First, Bitcoin is considered the first and the most widely used cryptocurrency. A cryptocurrency is a completely digital, decentralised currency that is built using principles of computer science, cryptography, and economics. The term Bitcoin refers to the protocol governing this currency.
Second, bitcoin lowercase refers to the actual units of currency. A Bitcoin user will say that they have a certain amount of bitcoins, similar to how we say we have a certain amount of dollars when referring to the US Dollar.
Third, Bitcoin is the inspiration for the BlockChain, which is the underlying data structure of this cryptocurrency.

A data structure is a virtual format for organising, retrieving, and storing information. The Bitcoin blockchain in particular stores a permanent history of all transactions to ever occur in the history of Bitcoin. It is an append-only ledger, meaning that any information added to the ledger cannot be deleted. But most importantly, Bitcoin is a cultural revolution.

Rooted in ideals from Cypherpunks and libertarians, Bitcoin represents a shift towards privacy and decentralisation. This cryptocurrency is not backed by any central organisation, government, or company. Instead, Bitcoin is built by the users, for the users.

As we said, Bitcoin was inspired by the Cypherpunk Movement of the late 80s.

Cypherpunks advocate for the protection of privacy using cryptography. They do not trust governments, corporations, or large organisations to respect privacy. These points of centralisation accumulate a great deal of power over society by collecting unimaginable amounts of information from millions of users. And the Cypherpunks were some of the first to be concerned about central entities stripping away the freedom of the general public.

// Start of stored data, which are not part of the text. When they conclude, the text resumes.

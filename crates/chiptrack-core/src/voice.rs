//! Voice mute masks

use bitflags::bitflags;

bitflags! {
    /// Set of muted voices on one chip (bit `n` = voice `n`).
    ///
    /// Named flags cover the largest voice count of any built-in variant;
    /// use [`VoiceMask::voice`] for index-based access.
    #[derive(Debug, Clone, Copy, PartialEq, Eq, Hash, Default)]
    pub struct VoiceMask: u32 {
        /// First voice
        const VOICE_1 = 1 << 0;
        /// Second voice
        const VOICE_2 = 1 << 1;
        /// Third voice
        const VOICE_3 = 1 << 2;
        /// Fourth voice
        const VOICE_4 = 1 << 3;
        /// Fifth voice
        const VOICE_5 = 1 << 4;
        /// Sixth voice
        const VOICE_6 = 1 << 5;
    }
}

impl VoiceMask {
    /// Mask containing only voice `index` (empty for indices >= 32).
    pub fn voice(index: usize) -> Self {
        if index < 32 {
            Self::from_bits_retain(1 << index)
        } else {
            Self::empty()
        }
    }

    /// Whether voice `index` is muted.
    #[inline]
    pub fn is_muted(&self, index: usize) -> bool {
        self.intersects(Self::voice(index))
    }

    /// Bits `offset..offset + count` shifted down to start at voice 0.
    ///
    /// Used to split a session-wide mask into per-unit masks.
    pub fn window(&self, offset: usize, count: usize) -> Self {
        if offset >= 32 || count == 0 {
            return Self::empty();
        }
        let width = count.min(32 - offset);
        let bits = self.bits() >> offset;
        let keep = if width >= 32 {
            u32::MAX
        } else {
            (1u32 << width) - 1
        };
        Self::from_bits_retain(bits & keep)
    }
}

One massive point of centralisation in modern day society is the financial system, where: banks govern the economies of entire countries. Several different companies and researchers attempted to make a decentralised or anonymous currency, but all of them failed. Bitcoin was the first technology to succeed as a cryptocurrency.

The Bitcoin whitepaper, or research paper, was published in October 2008 by Satoshi Nakamoto. The whitepaper was a 9-page, concise proposal for the structure and function of a peer-to-peer electronic currency. Satoshi Nakamoto is a pseudonym, or a false identity, of an individual or a group of individuals. No one knows his real identity. However, what is important is that this whitepaper envisioned a currency where users do not rely on financial intermediaries or trust anyone in order to make transactions with each other.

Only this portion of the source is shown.